Every rule produces one of three decisions:

Decision Effect
allow The tool call proceeds immediately
deny The tool call is blocked before execution; raises AgentActionBlocked
require_approval The tool call is paused; a human must approve or reject it

Rule evaluation order

Rules are evaluated from top to bottom. The first matching rule wins. If no rule matches, the default is deny (fail-closed).

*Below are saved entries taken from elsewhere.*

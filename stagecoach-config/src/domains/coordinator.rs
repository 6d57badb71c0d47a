//! Coordinator configuration

use serde::{Deserialize, Serialize};
use std::time::Duration;

use crate::domains::utils::{default_port, default_timeout, serde_duration};
use crate::error::ConfigResult;
use crate::validation::{validate_port_range, validate_positive, validate_required_string, Validatable};

/// Coordinator socket and discovery settings
#[derive(Debug, Clone, PartialEq, Serialize, Deserialize)]
#[serde(default)]
pub struct CoordinatorConfig {
    /// Address to bind the coordinator socket to
    pub bind_address: String,

    pub port: u16,

    /// How long to wait for all workers to connect
    #[serde(with = "serde_duration")]
    pub discovery_timeout: Duration,

    /// How long to wait for restarted workers to rejoin
    #[serde(with = "serde_duration")]
    pub reconnect_timeout: Duration,

    /// How long a connecting peer may take to send its handshake request
    #[serde(with = "serde_duration")]
    pub handshake_timeout: Duration,

    /// Largest accepted frame payload in bytes
    pub max_frame_length: usize,
}

impl Default for CoordinatorConfig {
    fn default() -> Self {
        Self {
            bind_address: "0.0.0.0".to_string(),
            port: default_port(),
            discovery_timeout: default_timeout(),
            reconnect_timeout: default_timeout(),
            handshake_timeout: Duration::from_secs(10),
            max_frame_length: 64 * 1024 * 1024,
        }
    }
}

impl Validatable for CoordinatorConfig {
    fn validate(&self) -> ConfigResult<()> {
        validate_required_string(&self.bind_address, "bind_address", self.domain_name())?;
        validate_port_range(self.port, "port", self.domain_name())?;
        validate_positive(self.discovery_timeout.as_secs(), "discovery_timeout", self.domain_name())?;
        validate_positive(self.reconnect_timeout.as_secs(), "reconnect_timeout", self.domain_name())?;
        validate_positive(self.handshake_timeout.as_secs(), "handshake_timeout", self.domain_name())?;
        validate_positive(self.max_frame_length, "max_frame_length", self.domain_name())?;
        if self.max_frame_length > i32::MAX as usize {
            return Err(self.validation_error(format!(
                "max_frame_length cannot exceed {} bytes",
                i32::MAX
            )));
        }
        Ok(())
    }

    fn domain_name(&self) -> &'static str {
        "coordinator"
    }
}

deny:        # evaluated first
  - ...

require_approval:  # evaluated second
  - ...

allow:       # evaluated last
  - ...

Capability matching

The primary matching field is capability. This is a dot-separated string you assign when wrapping a tool:

ShadowAuditTool(
    tool=MyTool(),
    capability="payments.transfer",
    ...
)

Policies match on exact capability names:

deny:
  - capability: payments.transfer
    amount_gt: 50000

Payload conditions

Rules can include conditions evaluated against the tool's payload:

require_approval:
  - capability: shell.execute
    contains: "systemctl"

ShadowAudit automatically extracts numeric fields (amount, total, value, price) from payloads to support threshold conditions like amount_gt.

Risk-level mapping

Instead of naming capabilities explicitly, you can map assessed risk levels to decisions:

risk_levels:
  low:
    action: allow
  medium:
    action: warn
  high:
    action: require_approval
  critical:
    action: block

The risk scorer evaluates the payload and assigns a level based on keyword matching and pattern analysis.

Runtime context

Rules can match against runtime context injected at call time:

safe_tool.run(action, policy_context={"environment": "production"})
require_approval:
  - capability: database.write
    environment: production

Policy composition

You can layer policies by pointing different agents at different policy files. There is no inheritance or import system — each gate loads exactly one policy file. Use filesystem conventions (e.g., policies/prod/, policies/staging/) to manage multiple environments.